WHAT IS BEING ASKED: Read the data, and whenever a line holds the word "RawNowPlaying", report that line.

DATA TO EXAMINE:
================================
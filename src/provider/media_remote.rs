//! In-process MediaRemote access through `objc2`.
//!
//! Loads the private framework and asks `MRNowPlayingRequest` for the local
//! player path and item, the same accessors the JXA script uses. On macOS
//! 15.4 and later the framework refuses unsigned callers; the request then
//! comes back nil and this reports "no active player".

use anyhow::{Context, Result};
use log::debug;
use objc2::msg_send;
use objc2::rc::Retained;
use objc2::runtime::{AnyClass, AnyObject};
use objc2_foundation::{NSBundle, NSNumber, NSString};
use std::ffi::CStr;

use super::{NowPlayingProvider, RawNowPlaying};
use crate::convert::ForeignValue;
use crate::info_bag::{InfoBag, InfoKey};

const FRAMEWORK_PATH: &str = "/System/Library/PrivateFrameworks/MediaRemote.framework";

/// Private class behind `kCFBooleanTrue`/`kCFBooleanFalse`. It is an
/// NSNumber subclass, so it has to be recognised before the NSNumber arm.
const BOOLEAN_CLASS: &CStr = c"__NSCFBoolean";

#[derive(Default)]
pub struct MediaRemoteProvider;

impl MediaRemoteProvider {
    pub fn new() -> Self {
        Self
    }
}

impl NowPlayingProvider for MediaRemoteProvider {
    fn name(&self) -> &'static str {
        "framework"
    }

    fn query_now_playing(&self) -> Result<RawNowPlaying> {
        // SAFETY: `traverse` only sends messages with the selectors and
        // argument types MediaRemote declares; exceptions are caught here.
        let caught = unsafe { objc2::exception::catch(traverse) };

        match caught {
            Ok(result) => result,
            Err(Some(exception)) => anyhow::bail!("MediaRemote raised {exception:?}"),
            Err(None) => anyhow::bail!("MediaRemote raised an unknown exception"),
        }
    }
}

fn traverse() -> Result<RawNowPlaying> {
    let request = request_class()?;

    // SAFETY: class methods of MRNowPlayingRequest returning objects or nil.
    let player_path: Option<Retained<AnyObject>> =
        unsafe { msg_send![request, localNowPlayingPlayerPath] };
    let player_path = player_path.context("no active player")?;

    let client: Option<Retained<AnyObject>> = unsafe { msg_send![&*player_path, client] };
    let client = client.context("no active player")?;

    let bundle_id: Option<Retained<AnyObject>> = unsafe { msg_send![&*client, bundleIdentifier] };
    let player = foreign_value(bundle_id.as_deref());
    debug!("MediaRemote player: {player:?}");

    let item: Option<Retained<AnyObject>> = unsafe { msg_send![request, localNowPlayingItem] };
    let item = item.context("no now playing item")?;

    let info: Option<Retained<AnyObject>> = unsafe { msg_send![&*item, nowPlayingInfo] };
    let info = info.context("no now playing info")?;

    let bag: InfoBag = InfoKey::ALL
        .into_iter()
        .map(|key| {
            let name = NSString::from_str(key.media_remote_key());
            // SAFETY: `info` is an NSDictionary keyed by NSString.
            let value: Option<Retained<AnyObject>> =
                unsafe { msg_send![&*info, objectForKey: &*name] };
            (key, foreign_value(value.as_deref()))
        })
        .collect();

    Ok(RawNowPlaying { player, info: bag })
}

fn request_class() -> Result<&'static AnyClass> {
    let path = NSString::from_str(FRAMEWORK_PATH);

    #[allow(unused_unsafe)]
    let bundle = unsafe { NSBundle::bundleWithPath(&path) }
        .with_context(|| format!("MediaRemote.framework not found at {FRAMEWORK_PATH}"))?;

    #[allow(unused_unsafe)]
    let loaded = unsafe { bundle.load() };
    if !loaded {
        anyhow::bail!("MediaRemote.framework could not be loaded");
    }

    AnyClass::get(c"MRNowPlayingRequest")
        .context("MRNowPlayingRequest is not available on this macOS version")
}

/// Map an Objective-C object onto the provider-neutral value type.
fn foreign_value(object: Option<&AnyObject>) -> ForeignValue {
    let Some(object) = object else {
        return ForeignValue::Null;
    };

    if let Some(text) = object.downcast_ref::<NSString>() {
        ForeignValue::Text(text.to_string())
    } else if let Some(number) = object.downcast_ref::<NSNumber>() {
        if is_boolean_class(object.class().name()) {
            ForeignValue::Bool(number.as_bool())
        } else {
            ForeignValue::Number(number.as_f64())
        }
    } else {
        ForeignValue::Unsupported(object.class().name().to_string_lossy().into_owned())
    }
}

fn is_boolean_class(name: &CStr) -> bool {
    name == BOOLEAN_CLASS
}
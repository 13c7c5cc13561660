//! Now-playing snapshot as JSON
//!
//! Asks the operating system what is playing right now and reduces the answer
//! to one of two fixed record shapes: a [`NowPlayingInfo`] with seven nullable
//! fields, or a [`NowPlayingError`] with `player: "none"` and a diagnostic.
//! [`query`] never fails and never panics past its own boundary, so callers
//! always get something they can print.
//!
//! The OS side sits behind [`provider::NowPlayingProvider`]; see
//! [`provider`] for the available backends.

use log::debug;
use std::any::Any;
use std::panic::{self, AssertUnwindSafe};

pub mod config;
pub mod convert;
pub mod info_bag;
pub mod provider;
pub mod record;
pub mod util;

pub use config::Config;
pub use convert::ForeignValue;
pub use info_bag::{InfoBag, InfoKey};
pub use provider::{Backend, NowPlayingProvider, RawNowPlaying};
pub use record::{NowPlaying, NowPlayingError, NowPlayingInfo, NO_PLAYER};

use convert::{to_number, to_text};

/// Take one snapshot from `provider`.
///
/// Any provider error, and any panic inside the provider, becomes a
/// [`NowPlaying::Failed`] record. Field values the provider reports with an
/// unexpected type come out as `None`; they never fail the query.
pub fn query(provider: &dyn NowPlayingProvider) -> NowPlaying {
    debug!("Querying now playing via {}", provider.name());

    match panic::catch_unwind(AssertUnwindSafe(|| provider.query_now_playing())) {
        Ok(Ok(raw)) => NowPlaying::Playing(normalize(&raw)),
        Ok(Err(err)) => {
            let message = format!("{err:#}");
            debug!("{} failed: {message}", provider.name());
            NowPlaying::failure(message)
        }
        Err(payload) => {
            let message = panic_message(payload.as_ref());
            debug!("{} panicked: {message}", provider.name());
            NowPlaying::failure(message)
        }
    }
}

/// Take one snapshot from the default provider for this platform.
pub fn query_system() -> NowPlaying {
    query(provider::system_provider().as_ref())
}

/// Extract and convert the seven output fields from a raw snapshot.
pub fn normalize(raw: &RawNowPlaying) -> NowPlayingInfo {
    let info = &raw.info;
    NowPlayingInfo {
        title: to_text("title", info.lookup(InfoKey::Title)),
        album: to_text("album", info.lookup(InfoKey::Album)),
        artist: to_text("artist", info.lookup(InfoKey::Artist)),
        duration: to_number("duration", info.lookup(InfoKey::Duration)),
        playback_status: to_number("playbackStatus", info.lookup(InfoKey::PlaybackRate)),
        elapsed: to_number("elapsed", info.lookup(InfoKey::ElapsedTime)),
        player: to_text("player", &raw.player),
    }
}

fn panic_message(payload: &(dyn Any + Send)) -> String {
    let detail = payload
        .downcast_ref::<&str>()
        .map(|s| (*s).to_string())
        .or_else(|| payload.downcast_ref::<String>().cloned());

    match detail {
        Some(detail) => format!("provider panicked: {detail}"),
        None => "provider panicked".to_string(),
    }
}

#[cfg(test)]
mod tests {
    use super::*;
    use anyhow::{Context, Result};
    use serde_json::{json, Value};

    enum Fake {
        Snapshot(RawNowPlaying),
        Fails(&'static str),
        FailsWithContext(&'static str, &'static str),
        Panics,
    }

    impl NowPlayingProvider for Fake {
        fn name(&self) -> &'static str {
            "fake"
        }

        fn query_now_playing(&self) -> Result<RawNowPlaying> {
            match self {
                Fake::Snapshot(raw) => Ok(raw.clone()),
                Fake::Fails(message) => anyhow::bail!("{message}"),
                Fake::FailsWithContext(outer, inner) => {
                    Err(anyhow::anyhow!("{inner}")).context(*outer)
                }
                Fake::Panics => panic!("framework went away"),
            }
        }
    }

    fn song_a() -> RawNowPlaying {
        RawNowPlaying {
            player: ForeignValue::from("com.apple.Music"),
            info: InfoBag::from_iter([
                (InfoKey::Title, ForeignValue::from("Song A")),
                (InfoKey::Artist, ForeignValue::from("Band B")),
                (InfoKey::PlaybackRate, ForeignValue::Number(1.0)),
                (InfoKey::ElapsedTime, ForeignValue::Number(12.5)),
                (InfoKey::Duration, ForeignValue::Number(200.0)),
            ]),
        }
    }

    fn json_of(record: &NowPlaying) -> Value {
        serde_json::from_str(&record.to_json()).unwrap()
    }

    #[test]
    fn test_song_a_example() {
        let record = query(&Fake::Snapshot(song_a()));
        assert!(record.is_playing());
        assert_eq!(
            json_of(&record),
            json!({
                "title": "Song A",
                "album": null,
                "artist": "Band B",
                "duration": 200,
                "playbackStatus": 1,
                "elapsed": 12.5,
                "player": "com.apple.Music"
            })
        );
    }

    #[test]
    fn test_no_now_playing_item_example() {
        let record = query(&Fake::Fails("no now playing item"));
        assert_eq!(
            json_of(&record),
            json!({ "player": "none", "error": "no now playing item" })
        );
    }

    #[test]
    fn test_no_active_player_is_failure_not_empty_success() {
        let record = query(&Fake::Fails("no active player"));
        assert!(!record.is_playing());
        assert_eq!(record.player(), Some(NO_PLAYER));
    }

    #[test]
    fn test_unreachable_provider_is_failure() {
        let record = query(&provider::unsupported::UnsupportedProvider::new());
        let value = json_of(&record);
        assert_eq!(value["player"], "none");
        assert!(!value["error"].as_str().unwrap().is_empty());
    }

    #[test]
    fn test_error_chain_is_rendered() {
        let record = query(&Fake::FailsWithContext(
            "playerctl query failed",
            "No players found",
        ));
        let NowPlaying::Failed(err) = record else {
            panic!("expected failure");
        };
        assert_eq!(err.message(), "playerctl query failed: No players found");
    }

    #[test]
    fn test_panicking_provider_is_failure() {
        let record = query(&Fake::Panics);
        let NowPlaying::Failed(err) = record else {
            panic!("expected failure");
        };
        assert_eq!(err.message(), "provider panicked: framework went away");
    }

    #[test]
    fn test_empty_bag_gives_all_null_fields_but_player() {
        let raw = RawNowPlaying {
            player: ForeignValue::from("com.spotify.client"),
            info: InfoBag::new(),
        };
        let info = normalize(&raw);
        assert_eq!(
            info,
            NowPlayingInfo {
                player: Some("com.spotify.client".to_string()),
                ..NowPlayingInfo::default()
            }
        );
    }

    #[test]
    fn test_malformed_values_drop_only_their_field() {
        let mut raw = song_a();
        raw.info
            .insert(InfoKey::Title, ForeignValue::Unsupported("NSData".to_string()));
        raw.info.insert(InfoKey::Duration, ForeignValue::from("200"));
        raw.info
            .insert(InfoKey::ElapsedTime, ForeignValue::Number(f64::NAN));

        let info = normalize(&raw);
        assert_eq!(info.title, None);
        assert_eq!(info.duration, None);
        assert_eq!(info.elapsed, None);
        assert_eq!(info.artist.as_deref(), Some("Band B"));
        assert_eq!(info.playback_status, Some(1.0));
        assert_eq!(info.player.as_deref(), Some("com.apple.Music"));
    }

    #[test]
    fn test_non_text_player_becomes_null() {
        let mut raw = song_a();
        raw.player = ForeignValue::Number(7.0);
        let record = query(&Fake::Snapshot(raw));
        assert!(record.is_playing());
        assert_eq!(json_of(&record)["player"], Value::Null);
    }

    #[test]
    fn test_playback_rate_is_kept_raw() {
        let mut raw = song_a();
        raw.info.insert(InfoKey::PlaybackRate, ForeignValue::Number(2.0));
        assert_eq!(normalize(&raw).playback_status, Some(2.0));
    }

    #[test]
    fn test_panic_message_without_text() {
        let payload: Box<dyn Any + Send> = Box::new(42_u8);
        assert_eq!(panic_message(payload.as_ref()), "provider panicked");
    }
}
================================
TASK RESULT:
use super::{NowPlayingProvider, RawNowPlaying};
    fn query_now_playing(&self) -> Result<RawNowPlaying> {
fn traverse() -> Result<RawNowPlaying> {
    Ok(RawNowPlaying { player, info: bag })
pub use provider::{Backend, NowPlayingProvider, RawNowPlaying};
pub fn normalize(raw: &RawNowPlaying) -> NowPlayingInfo {
        Snapshot(RawNowPlaying),
        fn query_now_playing(&self) -> Result<RawNowPlaying> {
    fn song_a() -> RawNowPlaying {
        RawNowPlaying {
        let raw = RawNowPlaying {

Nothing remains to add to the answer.